Wood: There’s other competition in that direction in the tech space, right? For this idea of electronic health records and integrating social data? Who would be Google’s competition for a product like that should they introduce it down the road? 

Ostherr: Amazon, for example, is developing technology to mine free text and electronic health records as well. Facebook just introduced a preventive health tool, and they are also working on artificial intelligence. Many of these companies, they may all have a slightly different angle, but the key practice is developing artificial intelligence tools that can mine different data sets for the purpose of medical analysis. Microsoft is doing this too, and there are many variations on the approach of producing an electronic health record. Some inside health care, some outside, some in more consumer-facing spaces, like pharmacies like CVS and Walgreens. 

Wood: I feel like this data gets treated as very benign, even though there’s a minor awareness, or increase in awareness, that this is a valuable treasure trove. But even the coverage of this acquisition of Fitbit didn’t seem to get at this larger implication. I wonder, do you see regulators starting to look through this lens at this health data since this is such a growing field? 

Ostherr: Yes and no. Regulators are certainly looking at Big Tech through the lens of the monopoly question. For example, even with Facebook, there have been complaints filed with the [Federal Trade Commission] about the ways that Facebook violated user privacy. One of those complaints was specifically about health data privacy. In the ruling this past summer, when the FTC gave Facebook a huge fine, they actually completely ignored the health implications. They really responded in terms of privacy more than in terms of implications for health and medicine and the unique sensitivity of that data. I would say that there really hasn’t been anything like the attention that this activity deserves by regulators so far.

A Fitbit-sponsored community workout in 2016 in New York City. (Dave Kotinsky/Getty Images for Fitbit)

Related links: More insight from Molly Wood

Google introduced an electronic health records product called Google Health back in 2008. It never took off and was killed in 2011. Toward the end, Google Health had shifted its focus from just offering access to personal health records to tracking daily physical activity and health-related goals.
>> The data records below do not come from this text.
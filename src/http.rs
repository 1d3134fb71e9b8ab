// This Source Code Form is subject to the terms of the Mozilla Public
// License, v. 2.0. If a copy of the MPL was not distributed with this
// file, You can obtain one at https://mozilla.org/MPL/2.0/.

use async_trait::async_trait;
use bytes::Bytes;
use futures::Stream;
use std::pin::Pin;

/// A streaming response body
pub type ByteStream = Pin<Box<dyn Stream<Item = Result<Bytes, reqwest::Error>> + Send>>;

/// HTTP response with status, content length, and body stream
pub struct HttpResponse {
    /// HTTP status code
    pub status: u16,
    /// Content-Length header value, if present
    pub content_length: Option<u64>,
    /// Response body as a stream of bytes
    pub body: ByteStream,
}

impl HttpResponse {
    /// Whether the status is in the 2xx range
    pub fn is_success(&self) -> bool {
        (200..300).contains(&self.status)
    }
}

/// HTTP transport abstraction for testability
///
/// No timeout is applied here; wrap the client if bounded latency is needed.
#[async_trait]
pub trait HttpClient: Send + Sync {
    /// Open a streaming GET request
    async fn get_stream(&self, url: &str) -> Result<HttpResponse, reqwest::Error>;
}

/// Default HTTP client implementation using reqwest
#[derive(Clone)]
pub struct ReqwestClient {
    client: reqwest::Client,
}

impl ReqwestClient {
    /// Create a new ReqwestClient with default settings
    pub fn new() -> Self {
        Self {
            client: reqwest::Client::new(),
        }
    }

    /// Create a new ReqwestClient with a custom reqwest::Client
    pub fn with_client(client: reqwest::Client) -> Self {
        Self { client }
    }
}

impl Default for ReqwestClient {
    fn default() -> Self {
        Self::new()
    }
}

#[async_trait]
impl HttpClient for ReqwestClient {
    async fn get_stream(&self, url: &str) -> Result<HttpResponse, reqwest::Error> {
        let response = self.client.get(url).send().await?;
        let status = response.status().as_u16();
        let content_length = response.content_length();

        let body: ByteStream = Box::pin(response.bytes_stream());

        Ok(HttpResponse {
            status,
            content_length,
            body,
        })
    }
}
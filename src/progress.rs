// This Source Code Form is subject to the terms of the Mozilla Public
// License, v. 2.0. If a copy of the MPL was not distributed with this
// file, You can obtain one at https://mozilla.org/MPL/2.0/.

use std::path::PathBuf;
use std::sync::Arc;

/// Events emitted during a mirror run for progress reporting
#[derive(Debug, Clone)]
pub enum ProgressEvent {
    /// Feed is being fetched from a URL
    FetchingFeed { url: String },

    /// Feed is being read from a local file
    ReadingFeed { path: String },

    /// Feed has been scanned
    FeedScanned {
        /// Items with an enclosure found in the feed
        total_items: usize,
        /// Items this run will process after the limit
        to_process: usize,
    },

    /// Item already has a seen-marker
    ItemSeen { url: String },

    /// Item was found under a legacy marker and migrated
    MarkerMigrated { url: String, rule: &'static str },

    /// A download is starting
    DownloadStarting {
        url: String,
        path: PathBuf,
        /// Index of this item in the processing order
        item_index: usize,
        /// Number of items this run will process
        total_items: usize,
        /// Expected content length in bytes, if known
        content_length: Option<u64>,
    },

    /// Download progress update
    DownloadProgress {
        url: String,
        bytes_downloaded: u64,
        total_bytes: Option<u64>,
    },

    /// A download completed successfully
    DownloadCompleted { url: String, bytes_downloaded: u64 },

    /// Item marked as done without downloading
    DownloadSkipped { url: String, path: PathBuf },

    /// Seen-marker written for a finished item
    Marked { url: String },

    /// Processing an item failed
    ItemFailed { url: String, error: String },

    /// Mirror run completed
    SyncCompleted {
        downloaded_count: usize,
        marked_count: usize,
        already_done_count: usize,
        failed_count: usize,
    },
}

/// Trait for reporting progress events during a mirror run.
///
/// Implementations can use this to display progress bars, log messages,
/// or collect statistics.
pub trait ProgressReporter: Send + Sync {
    /// Report a progress event
    fn report(&self, event: ProgressEvent);
}

/// A shared reference to a progress reporter
pub type SharedProgressReporter = Arc<dyn ProgressReporter>;

/// A no-op progress reporter that silently ignores all events.
/// Useful for tests or embedding.
#[derive(Debug, Default, Clone, Copy)]
pub struct NoopReporter;

impl ProgressReporter for NoopReporter {
    fn report(&self, _event: ProgressEvent) {
        // Intentionally empty
    }
}

impl NoopReporter {
    /// Create a new NoopReporter wrapped in an Arc
    pub fn shared() -> SharedProgressReporter {
        Arc::new(Self)
    }
}

#[cfg(test)]
mod tests {
    use super::*;

    #[test]
    fn noop_reporter_handles_all_events() {
        let reporter = NoopReporter;
        let url = "https://example.com/ep1.mp3".to_string();

        reporter.report(ProgressEvent::FetchingFeed {
            url: "https://example.com/feed.xml".to_string(),
        });
        reporter.report(ProgressEvent::ReadingFeed {
            path: "feed.xml".to_string(),
        });
        reporter.report(ProgressEvent::FeedScanned {
            total_items: 10,
            to_process: 5,
        });
        reporter.report(ProgressEvent::ItemSeen { url: url.clone() });
        reporter.report(ProgressEvent::MarkerMigrated {
            url: url.clone(),
            rule: "legacy-url",
        });
        reporter.report(ProgressEvent::DownloadStarting {
            url: url.clone(),
            path: PathBuf::from("/tmp/ep1.mp3"),
            item_index: 0,
            total_items: 5,
            content_length: Some(1024),
        });
        reporter.report(ProgressEvent::DownloadProgress {
            url: url.clone(),
            bytes_downloaded: 512,
            total_bytes: Some(1024),
        });
        reporter.report(ProgressEvent::DownloadCompleted {
            url: url.clone(),
            bytes_downloaded: 1024,
        });
        reporter.report(ProgressEvent::DownloadSkipped {
            url: url.clone(),
            path: PathBuf::from("/tmp/ep1.mp3"),
        });
        reporter.report(ProgressEvent::Marked { url: url.clone() });
        reporter.report(ProgressEvent::ItemFailed {
            url,
            error: "Connection timeout".to_string(),
        });
        reporter.report(ProgressEvent::SyncCompleted {
            downloaded_count: 4,
            marked_count: 0,
            already_done_count: 5,
            failed_count: 1,
        });
    }
}
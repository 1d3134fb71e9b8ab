// This Source Code Form is subject to the terms of the Mozilla Public
// License, v. 2.0. If a copy of the MPL was not distributed with this
// file, You can obtain one at https://mozilla.org/MPL/2.0/.

use std::path::PathBuf;

use tracing::debug;

use crate::config::MirrorOptions;
use crate::episode::{DownloadContext, derive_filename, download_item, unique_destination};
use crate::error::{DownloadError, SyncError};
use crate::feed::{Item, fetch_items, is_url};
use crate::http::HttpClient;
use crate::ledger::{
    DEFAULT_MARKER_RULES, FsLedger, MarkerContext, SeenLedger, SeenState, check_seen,
    current_marker,
};
use crate::progress::{ProgressEvent, SharedProgressReporter};

/// How a single item was handled
#[derive(Debug, Clone, PartialEq, Eq)]
pub enum ItemOutcome {
    /// A marker already existed; `migrated_from` names the legacy rule hit
    AlreadyDone { migrated_from: Option<&'static str> },
    /// Bytes were downloaded to `path` and the item marked
    Saved { path: PathBuf, bytes: u64 },
    /// Download suppressed; the item was only marked
    Marked { path: PathBuf },
}

/// Result of a mirror run
#[derive(Debug, Clone, Default)]
pub struct MirrorResult {
    /// Items downloaded and marked
    pub downloaded: usize,
    /// Items marked without downloading
    pub marked: usize,
    /// Items that already had a marker (including migrated ones)
    pub already_done: usize,
    /// Items that failed
    pub failed: usize,
    /// Details of failed items (url, error message)
    pub failed_items: Vec<(String, String)>,
}

/// Handle one item: seen-check, download, mark
///
/// The seen-marker is only written once the download succeeded (or was
/// suppressed), so a failed item is retried on the next run.
pub async fn process_item<C: HttpClient, L: SeenLedger + ?Sized>(
    client: &C,
    ledger: &L,
    item: &Item,
    feed: &str,
    options: &MirrorOptions,
    context: &DownloadContext,
    reporter: &SharedProgressReporter,
) -> Result<ItemOutcome, DownloadError> {
    let base = derive_filename(item)?;

    std::fs::create_dir_all(&options.dest_dir).map_err(|e| {
        DownloadError::CreateDirectoryFailed {
            path: options.dest_dir.clone(),
            source: e,
        }
    })?;

    let marker_context = MarkerContext {
        feed,
        guid: &item.guid,
        url: &item.url,
        base: &base,
        max_len: options.max_filename_len,
    };

    match check_seen(ledger, DEFAULT_MARKER_RULES, &marker_context)? {
        SeenState::Unseen => {}
        SeenState::Seen => {
            reporter.report(ProgressEvent::ItemSeen {
                url: item.url.clone(),
            });
            return Ok(ItemOutcome::AlreadyDone {
                migrated_from: None,
            });
        }
        SeenState::Migrated { from } => {
            reporter.report(ProgressEvent::MarkerMigrated {
                url: item.url.clone(),
                rule: from,
            });
            return Ok(ItemOutcome::AlreadyDone {
                migrated_from: Some(from),
            });
        }
    }

    let path = unique_destination(&options.dest_dir, &options.prefix, &base);

    let outcome = if options.skip_download {
        reporter.report(ProgressEvent::DownloadSkipped {
            url: item.url.clone(),
            path: path.clone(),
        });
        ItemOutcome::Marked { path }
    } else {
        let bytes = download_item(client, item, &path, context, reporter).await?;
        ItemOutcome::Saved { path, bytes }
    };

    ledger.mark(&current_marker(&marker_context))?;
    reporter.report(ProgressEvent::Marked {
        url: item.url.clone(),
    });

    Ok(outcome)
}

/// Mirror a feed into `options.dest_dir` using the on-disk seen-ledger
///
/// This is the main entry point for the library. It:
/// 1. Fetches and scans the feed (errors here abort the run)
/// 2. Processes up to `options.limit` items in feed order, one at a time
/// 3. Records per-item failures and carries on
pub async fn mirror_feed<C: HttpClient>(
    client: &C,
    feed: &str,
    options: &MirrorOptions,
    reporter: SharedProgressReporter,
) -> Result<MirrorResult, SyncError> {
    let ledger = FsLedger::new(options.seen_dir());
    mirror_feed_with_ledger(client, &ledger, feed, options, reporter).await
}

/// Like [`mirror_feed`], with a caller-supplied ledger
pub async fn mirror_feed_with_ledger<C: HttpClient, L: SeenLedger + ?Sized>(
    client: &C,
    ledger: &L,
    feed: &str,
    options: &MirrorOptions,
    reporter: SharedProgressReporter,
) -> Result<MirrorResult, SyncError> {
    if is_url(feed) {
        reporter.report(ProgressEvent::FetchingFeed {
            url: feed.to_string(),
        });
    } else {
        reporter.report(ProgressEvent::ReadingFeed {
            path: feed.to_string(),
        });
    }

    let items = fetch_items(client, feed).await?;

    let to_process: Vec<&Item> = match options.limit {
        Some(limit) => items.iter().take(limit).collect(),
        None => items.iter().collect(),
    };
    let total_items = to_process.len();

    reporter.report(ProgressEvent::FeedScanned {
        total_items: items.len(),
        to_process: total_items,
    });

    let mut result = MirrorResult::default();

    for (item_index, item) in to_process.into_iter().enumerate() {
        let context = DownloadContext {
            item_index,
            total_items,
        };

        debug!(url = %item.url, guid = %item.guid, "processing item");
        match process_item(client, ledger, item, feed, options, &context, &reporter).await {
            Ok(ItemOutcome::AlreadyDone { .. }) => result.already_done += 1,
            Ok(ItemOutcome::Saved { .. }) => result.downloaded += 1,
            Ok(ItemOutcome::Marked { .. }) => result.marked += 1,
            Err(e) => {
                reporter.report(ProgressEvent::ItemFailed {
                    url: item.url.clone(),
                    error: e.to_string(),
                });
                result.failed += 1;
                result.failed_items.push((item.url.clone(), e.to_string()));
            }
        }
    }

    reporter.report(ProgressEvent::SyncCompleted {
        downloaded_count: result.downloaded,
        marked_count: result.marked,
        already_done_count: result.already_done,
        failed_count: result.failed,
    });

    Ok(result)
}
// This Source Code Form is subject to the terms of the Mozilla Public
// License, v. 2.0. If a copy of the MPL was not distributed with this
// file, You can obtain one at https://mozilla.org/MPL/2.0/.

use std::path::{Path, PathBuf};
use std::sync::LazyLock;

use regex::Regex;

use crate::config::MAX_FILENAME_LEN;
use crate::error::NamingError;
use crate::feed::Item;

/// Simplecast (served through podtrac redirects) names every file
/// `default.mp3`; the episode UUID in the path tells them apart.
static EPISODE_ID: LazyLock<Regex> = LazyLock::new(|| {
    Regex::new(r"/episodes/([0-9a-f]{8}-[0-9a-f]{4}-[0-9a-f]{4}-[0-9a-f]{4}-[0-9a-f]{12})/")
        .expect("episode id pattern is valid")
});

/// Extension given to names built from a title or episode id
const EPISODE_EXTENSION: &str = ".mp3";

/// Last path segment of a URL, ignoring query string and fragment
fn url_basename(url: &str) -> &str {
    let end = url.find(['?', '#']).unwrap_or(url.len());
    let path = url[..end].trim_end_matches('/');
    path.rsplit('/').next().unwrap_or(path)
}

/// Make a title usable as a single path segment
fn title_segment(title: &str) -> String {
    let cleaned: String = title
        .chars()
        .map(|c| if c == '/' || c == '\0' { '-' } else { c })
        .collect();
    truncate_to_bytes(&cleaned, MAX_FILENAME_LEN - EPISODE_EXTENSION.len()).to_string()
}

fn truncate_to_bytes(s: &str, max_len: usize) -> &str {
    if s.len() <= max_len {
        return s;
    }
    let mut end = max_len;
    while !s.is_char_boundary(end) {
        end -= 1;
    }
    &s[..end]
}

/// Derive the base filename (without prefix) for an item
pub fn derive_filename(item: &Item) -> Result<String, NamingError> {
    let mut base = url_basename(&item.url).to_string();

    if let Some(caps) = EPISODE_ID.captures(&item.url) {
        let title = title_segment(item.title.trim());
        base = if title.is_empty() {
            format!("{}{EPISODE_EXTENSION}", &caps[1])
        } else {
            format!("{title}{EPISODE_EXTENSION}")
        };
    }

    match base.as_str() {
        "" => Err(NamingError::Empty {
            url: item.url.clone(),
        }),
        "." | ".." => Err(NamingError::Reserved {
            url: item.url.clone(),
            name: base,
        }),
        _ => Ok(base),
    }
}

/// Split `name` into stem and extension (extension keeps its dot)
fn split_extension(name: &str) -> (&str, &str) {
    match name.rfind('.') {
        Some(pos) => name.split_at(pos),
        None => (name, ""),
    }
}

/// Join the name parts, shortening `stem` so the whole name stays within
/// `MAX_FILENAME_LEN` bytes
fn fit_name(prefix: &str, stem: &str, suffix: &str, ext: &str) -> String {
    let room = MAX_FILENAME_LEN.saturating_sub(prefix.len() + suffix.len() + ext.len());
    format!("{prefix}{}{suffix}{ext}", truncate_to_bytes(stem, room))
}

/// First path in `dir` not already taken: `prefix+base`, then
/// `prefix+stem+N+ext` for N = 0, 1, 2, ...
///
/// The stem is shortened when prefix, counter and extension would push the
/// name past `MAX_FILENAME_LEN`.
pub fn unique_destination(dir: &Path, prefix: &str, base: &str) -> PathBuf {
    let (stem, ext) = split_extension(base);
    let candidate = dir.join(fit_name(prefix, stem, "", ext));
    if !candidate.exists() {
        return candidate;
    }

    (0u64..)
        .map(|n| dir.join(fit_name(prefix, stem, &n.to_string(), ext)))
        .find(|path| !path.exists())
        .unwrap_or(candidate)
}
In partnership with some wearables companies, Google introduced its own fitness tracking app in 2014. 

Kirsten Ostherr mentioned corporate wellness programs. Business Insider had a piece from Monday about how Fitbit lets Google get into the employee benefits market, which affects about 160 million Americans who get health insurance through work. The piece pointed out that better data — and even better health predictions — could have a huge impact on employer costs, insurance company costs and even patient health. But, as the piece noted, Google has had a “rocky history with health data privacy standards,” so consumers and regulators have to trust that their data won’t be abused before they’re ready to swallow the medicine.